Looks like the "Sliders" we talked about a few years ago? https://www.hfunderground.com/board/index.php/topic,12565.0.html

I still notice them from time to time, mostly on the higher frequencies, very rarely on the lower bands.

Yes, many of the same waterfall signatures shown here were also shown by the OP in that thread :)
There were several different types of other RFI source signals discussed in that thread.
These signals have been around for many years, but recently they have increased dramatically, especially in Asia.

Let's talk about the source of these signals.
There seems to be a design trend in the source equipment, toward targeting the HF ISM bands, such as 13 MHz and 27 MHz.
But, for the RF industrial devices which need to be designed around a lower fundamental work frequency such as 2 MHz or 10 MHz, they can produce very strong harmonics up the spectrum.
While the lower frequency fundamental power may be suppressed and only propagate locally, the higher harmonics are more difficult to shield and can propagate via the ionosphere, to be monitored thousands of miles away.

The proliferation of low cost RF sealing machines for use in consumer product packaging materials can explain the worldwide rise of widespread RFI from these devices.

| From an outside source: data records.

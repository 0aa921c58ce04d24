use snafu::prelude::*;

/// Text carried by a [`DomainEvent`] that is shown to the user.
///
/// [`DomainEvent`]: crate::domain::entity::DomainEvent
#[derive(Debug, Clone, PartialEq, Eq)]
pub struct NoticeMessage(String);

impl NoticeMessage {
    /// Try to create a [`NoticeMessage`].
    ///
    /// # Errors
    ///
    /// This function will return an error if the text is empty.
    pub fn try_new(text: String) -> Result<Self, TryNewNoticeMessageError> {
        ensure!(!text.trim().is_empty(), EmptySnafu);
        Ok(Self(text))
    }

    /// Returns the text of this [`NoticeMessage`].
    pub fn text(&self) -> &str {
        &self.0
    }
}

impl From<NoticeMessage> for String {
    fn from(value: NoticeMessage) -> Self {
        value.0
    }
}

/// An error type of creating a [`NoticeMessage`].
#[derive(Debug, Clone, Snafu, PartialEq, Eq)]
#[non_exhaustive]
pub enum TryNewNoticeMessageError {
    #[snafu(display("Notice message must be non-empty"))]
    #[non_exhaustive]
    Empty,
}

/// The messages the engine attaches to its textual events.
#[derive(Debug, Clone, PartialEq, Eq)]
pub struct NoticeMessages {
    pub break_ended: NoticeMessage,
    pub break_skipped: NoticeMessage,
    pub points_fallback: NoticeMessage,
}

impl Default for NoticeMessages {
    fn default() -> Self {
        Self {
            break_ended: NoticeMessage("Break's over! Ready to focus again?".to_owned()),
            break_skipped: NoticeMessage("Break skipped. Start when you're ready!".to_owned()),
            points_fallback: NoticeMessage("Points saved locally".to_owned()),
        }
    }
}
use std::sync::Arc;

use crate::adapter::config::Configuration;
use crate::domain::repository::{GetScoreError, ScoreRepository};

/// A [`ScoreRepository`] implementation which reads configuration files.
pub struct ScoreConfiguration {
    config: Arc<Configuration>,
}

impl ScoreConfiguration {
    /// Creates a new [`ScoreConfiguration`].
    pub fn new(config: Arc<Configuration>) -> Self {
        Self { config }
    }
}

#[async_trait::async_trait]
impl ScoreRepository for ScoreConfiguration {
    async fn base_points(&self) -> Result<u32, GetScoreError> {
        Ok(self.config.points.base)
    }

    async fn task_bonus_points(&self) -> Result<u32, GetScoreError> {
        Ok(self.config.points.task_bonus)
    }
}
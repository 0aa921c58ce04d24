use tokio::sync::{broadcast, watch};

use crate::domain::entity::{ActiveSession, DomainEvent, TaskRef, TimerSnapshot};

/// A public port through which a presentation layer drives the timer and
/// observes it.
///
/// Intents that do not apply to the current phase are ignored.
#[cfg_attr(test, mockall::automock)]
#[async_trait::async_trait]
pub trait TimerPort: Send + Sync + 'static {
    /// Start a focus phase, optionally linked to a task. Ignored while a
    /// session exists.
    async fn start(&self, task: Option<TaskRef>);

    /// Suspend the running countdown.
    async fn pause(&self);

    /// Continue a paused countdown from where it stopped.
    async fn resume(&self);

    /// Cancel the session without emitting any event.
    async fn stop(&self);

    /// End the current break early.
    async fn skip_break(&self);

    /// Cancel any countdown and stop the engine for good.
    async fn shutdown(&self);

    /// The latest snapshot.
    fn snapshot(&self) -> TimerSnapshot;

    /// A stream of snapshots that always holds the latest one.
    fn state(&self) -> watch::Receiver<TimerSnapshot>;

    /// A stream of the active session.
    fn session(&self) -> watch::Receiver<Option<ActiveSession>>;

    /// Events emitted after this call.
    fn events(&self) -> broadcast::Receiver<DomainEvent>;
}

Estimated by the signal strength compared to similarly located CB radio signals, some of the industrial RF power devices appear to be transmitting 10 Watts to 500 Watts ERP (Effective Radiated Power) into the air.


RF sealing is utilized to make many types of items, the most common is "blister pack" or "clam shell" product packaging and medical disposables.
RF welding is utilized for all types of materials, mostly metal, polymers, or plastics.
RF cutting is utilized for metal or plastic.
RF plasma cutters are common in metal machining and processes.
RF heating, laminating, embossing, and curing for wood and wood glue is common.

Conjecture about the source devices of the signals:
The frequency determining system is not precisely fixed.
In some types of RF power industrial units it is comprised of an inductance coil or capacitance in the cutting/sealing work head which combines with a variable or fixed compensation capacitor or tank coil for tuning them to self-resonance in the power transmitting circuit.
Also, the frequency needs to follow the self-resonance of the work head, in order to be power efficient and effective.
In other types of digital frequency-determining circuits, there needs to be a phase feedback sensor which tracks the work head self-resonance to the generator frequency.
Basically, it is an L-C power oscillator.
Power levels: hundreds of watts up to multiple kilowatts of RF.
The support structure and cable wiring from the RF power generator to the work head forms an unintended antenna which can radiate quite well.

When transmit power is initiated in bursts, either through the operator's foot switch pulser or the automated pulse timer, the inductor or capacitor in the work head heats up or temporarily changes shape. 
As the welder/sealer/cutter task is processed, the thickness and capacitance in the dielectric material between the work head and the grounded work surface changes.
This causes the self-resonant frequency to drift or sweep momentarily.
It cools back down again as the next work item or work spot is put into place under the head.
The process repeats.




In automated factories, the pulse bursts can be at very regularly repeated intervals.
In human operated machines or hand-held machines, it is more random.
The duration for RF sealing machines ranges from 2 or 3 seconds for plastic items, to about 30 seconds for wood.
Continuous duration or multi-minute duration is utilized for metal or plastic pipe sealing machines.

Listening to some of the remote receivers located near industrial zones of the world (US, Asia, Europe), it is easy to see the fish hook swishers starting up in the work day morning and ending later in the evening, often with dormant activity on Sunday.

RF 75 kilowatt HF welding machine:


Videos of RF sealing machines in action:

https://youtu.be/OmcHcfkuS_8

https://youtu.be/kDubcBvzFxc

https://youtu.be/F1g-268m1f0

https://youtu.be/8aLAbRF8HGQ

https://youtu.be/_l1WRNOuL08

-
Basic information about how RF heaters and sealers work, and human RF exposure to the high fields produced by them (World Health Organization and International Labour Organization)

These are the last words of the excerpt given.